A/N: Next week, I will be on vacation, and probably will not have my laptop, so there won't be an update next week. Chapter 4 will be up the week after!


Chapter 3: December 15

On the third day of Christmas, my true love gave to me…


Remy lets the six of diamonds explode with a satisfying bang. He charges up the next card in his deck –the two of spades –and and waits for it to go boom. There are only ten cards left. He's used them all up in about an hour, charging each one with glowing magenta energy and then letting it explode in fragments of glossy cardstock and red and black symbols. It's been a cathartic hour, but it's undeniably putting a hurt on his card supply.

He goes through more decks this way…

Remy groans.

"What's wrong, Remy?"

"Are you okay?"

"You're so quiet today, are you sick?"

Wonderful. And he thought he had found a good hiding place in the command center of the Danger Room. The Unholy Trinity has found him.

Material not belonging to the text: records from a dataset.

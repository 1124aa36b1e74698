use std::sync::Arc;

use tokio::sync::{RwLock, RwLockReadGuard, RwLockWriteGuard};

use crate::database::seed;
use crate::models::ActivityMap;

/// Process-local activity registry. Cloning shares the same map.
#[derive(Debug, Clone, Default)]
pub struct ActivityStore {
    inner: Arc<RwLock<ActivityMap>>,
}

impl ActivityStore {
    pub fn new(activities: ActivityMap) -> Self {
        Self {
            inner: Arc::new(RwLock::new(activities)),
        }
    }

    /// Store loaded with the school's default activities.
    pub fn seeded() -> Self {
        Self::new(seed::default_activities())
    }

    pub(crate) async fn read(&self) -> RwLockReadGuard<'_, ActivityMap> {
        self.inner.read().await
    }

    pub(crate) async fn write(&self) -> RwLockWriteGuard<'_, ActivityMap> {
        self.inner.write().await
    }
}

#[cfg(test)]
mod tests {
    use super::*;

    #[tokio::test]
    async fn clones_share_state() {
        let store = ActivityStore::seeded();
        let other = store.clone();

        other.write().await.remove("Chess Club");

        assert!(!store.read().await.contains_key("Chess Club"));
    }

    #[tokio::test]
    async fn default_store_is_empty() {
        let store = ActivityStore::default();
        assert!(store.read().await.is_empty());
    }
}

This is unfair, maybe, Remy thinks. It's not as though Tabby, Amara, and Jubilee try to turn everything they do into crazy adventures that end with embarrassing photos and compromising blackmail material on everyone in the mansion. It just always turns out that way.

"Remy be just fine, ladies," he manages, shooting them his most charming grin. This grin has been getting a bit of a workout lately. It doesn't seem to have suffered for the extra use –the three girls giggle and smile back happily. Remy lets his smile melt into something softer, pleased. Even if Rogue doesn't love him, at least someone in the Institute appreciates him.

This train of thought reminds him that Rogue doesn't love him and he loses the grin entirely.

"Awww," Amara pouts at him, sliding closer and laying a hand on his arm. "You look sad. Tell us what's wrong?"

"Nothing," Remy tries. "Remy's just," he gropes for an excuse, "bored," he finishes. "Don't have nothing to do around here since the angel got here."

Whoops, that sounds a little bitter. Maybe they didn't notice–

"Remy, what is your problem with Warren anyway?"

No such luck.

"Remy don't have a problem with Warren," he tries. He chokes a bit on "Warren" and there's no way they don't notice.

Jubilee gives him a very unimpressed look. He caves.

"He's just so perfect," he mutters.

"In other words," Tabby says to the others in a perfectly audible whisper, "Warren likes Rogue and Remy is jealous."

"Remy is not," he protests, loudly. The girls ignore him, which is probably best because Remy is a lying liar who lies. He is terribly, horribly, awfully jealous. It makes him feel petty, which he doesn't mind so much, and selfish, which he hates.

"Wait, are you jealous because you're in love with Rogue and the thought of anyone else also being in love with Rogue fills you with indescribable rage? Because that's not cool," Amara says.

"Or," Jubilee picks it up, "are you jealous because you're in love with Rogue and you think that Rogue likes Warren back and you don't have a chance with her."

It's not a question, possibly because they already know the answer. Remy just gives them all a sullen glare.

"You don't need to rub Remy's nose in it," he says.

"Oh my god," Jubilee whispers. She's covering her eyes with her hands. "You've got to be kidding me."

Amara peers into his face with squinty eyes. "He looks serious."

"He is," Tabby says to the ceiling, closing her eyes in exasperated rapture. "He really is."

"What do we do?"

"I'm sitting right here," he says.

"We have to let him deal with it himself," Tabby says, the unofficial leader dispensing the wisdom of the four month age gap between the girls. "Some things just need to take their own course."

"That sounds like a fortune cookie," Remy says suspiciously. Tabby smirks.

"Timmy's Wok!" she says cheerfully. "Free fortune cookies with every meal."

Remy sighs heavily. "Remy don't mean to be rude, ladies, but would you mind giving me some space? 'M not really in the mood for company."

Tabby exchanges glances with the other two girls and nods slowly. "Sure, Remy," she says. "But we were hoping to use the Danger Room so…"

Remy sighs and swings his feet down from their resting place on the dashboard of the command center. "Alright," he says with a grin. "Remy knows when he ain't wanted."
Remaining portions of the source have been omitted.